Summary

Fathom started to advise the London Borough of Newham Pension Scheme, our first local government pension scheme (LGPS) client, in May 2010 at a time when many open, defined-benefit schemes were facing material deficits, after a long period of declining interest rates had raised scheme liabilities by more than it had raised scheme assets. Newham’s funding was then at 70%. We conducted periodic reviews of Newham’s strategic asset allocation, drawing on Fathom’s proprietary model of a defined-benefit scheme to explore possible strategies under different scenarios. We briefed the investment committee face-to-face, providing in-depth analysis on how changes in the macroeconomy and financial markets would affect the funding outlook. We also offered an on-call service to give ad hoc advice whenever needed; and we supplied member training. We helped the scheme to rebalance away from a focus on UK equities, and more recently to navigate substantial interest rate changes. In 2022, at the most recent triennial review, the Newham scheme was no longer in deficit.

Key facts

Client
London Borough of Newham Pension Scheme

Brief
Provide tailored advice to LGPS officers and elected members of the pensions committee to give them a better understanding of the macroeconomic and financial market outlook and its implications for their scheme

Timeline
May 2010–December 2024

Focus area
Macroeconomic strategy

Our approach

Fathom applies the same rigorous, proven process to every piece of work; this process is the DNA that makes up our world-leading research.

We were approached by the investment adviser to the London Borough of Newham (LBN) Pension Scheme in early 2010 at a difficult period, not just for Newham, but for all local government pension schemes. In common with any open, defined-benefit scheme, Newham was exposed to interest rate risk. By early 2010, a long period of declining real rates of interest had raised scheme liabilities by more than it had raised scheme assets, leaving them with a material deficit. The investment adviser, already a client of Fathom, believed that Newham would benefit from a greater understanding of macroeconomic and financial market developments, and how these might affect the funding outlook. We met the then Chair of the scheme to discuss how we might help them. This resulted in Fathom being appointed macroeconomic advisers to the LBN Pension Scheme in May 2010.

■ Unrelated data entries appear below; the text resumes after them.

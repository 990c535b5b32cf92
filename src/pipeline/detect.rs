// src/pipeline/detect.rs

//! Change detection.
//!
//! Two-stage filter: the provider narrows events by calendar date only, so
//! the exact sub-second cutoff against the checkpoint is applied here.
//! Surviving events are resolved one by one, in provider order, and each
//! element at most once per run.

use std::collections::HashSet;
use std::sync::Arc;

use futures::stream::{self, Stream, StreamExt};

use crate::error::{AppError, Result};
use crate::models::{ChangeEvent, Checkpoint, Entity};
use crate::services::DirectoryProvider;
use crate::utils::{RetryPolicy, with_retry};

/// Whether an event announces a node created after the checkpoint.
pub fn is_new_node(event: &ChangeEvent, checkpoint: &Checkpoint) -> bool {
    event.is_create() && event.targets_node() && checkpoint.precedes(&event.created_at)
}

/// Finds entities created since a checkpoint.
pub struct ChangeDetector {
    provider: Arc<dyn DirectoryProvider>,
    retry: RetryPolicy,
}

impl ChangeDetector {
    pub fn new(provider: Arc<dyn DirectoryProvider>, retry: RetryPolicy) -> Self {
        Self { provider, retry }
    }

    /// Fetch and filter events, then lazily resolve each survivor.
    ///
    /// Fails only if the events list itself cannot be fetched. A failed
    /// element lookup surfaces as an `Err` item and the stream continues.
    pub async fn detect(
        &self,
        checkpoint: Checkpoint,
    ) -> Result<impl Stream<Item = Result<Entity>> + '_> {
        let since = checkpoint.date();
        let fetched = with_retry(&self.retry, "Fetching events", || {
            self.provider.fetch_events(since)
        })
        .await;
        let events = fetched.result?;
        let total = events.len();

        let mut seen = HashSet::new();
        let candidates: Vec<ChangeEvent> = events
            .into_iter()
            .filter(|event| is_new_node(event, &checkpoint))
            .filter(|event| seen.insert(event.element_id.clone()))
            .collect();

        log::info!(
            "{} of {} events since {} are new nodes",
            candidates.len(),
            total,
            since
        );

        Ok(stream::iter(candidates).then(move |event| self.resolve(event)))
    }

    /// Look up the full entity behind an event.
    async fn resolve(&self, event: ChangeEvent) -> Result<Entity> {
        let element_id = event.element_id;
        let label = format!("Resolving {element_id}");
        let fetched = with_retry(&self.retry, &label, || {
            self.provider.fetch_element(&element_id)
        })
        .await;

        match fetched.result {
            Ok(element) => Ok(Entity::from(element)),
            Err(error) => Err(AppError::resolution(element_id, error)),
        }
    }
}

Our brief was to support the scheme’s objectives by ensuring that its officers and its elected members were informed of macroeconomic and financial market developments that had the potential materially to affect scheme funding. To meet this objective, we provided a range of services, including regular briefing at face-to-face meetings of the scheme’s investment committee, periodic in-depth analysis of major events that might have a bearing on scheme funding, and member training. With committee members drawn from different backgrounds, it was important to translate complex ideas in a way that would be meaningful to the intelligent lay person. We also reviewed Newham’s strategic asset allocation several times.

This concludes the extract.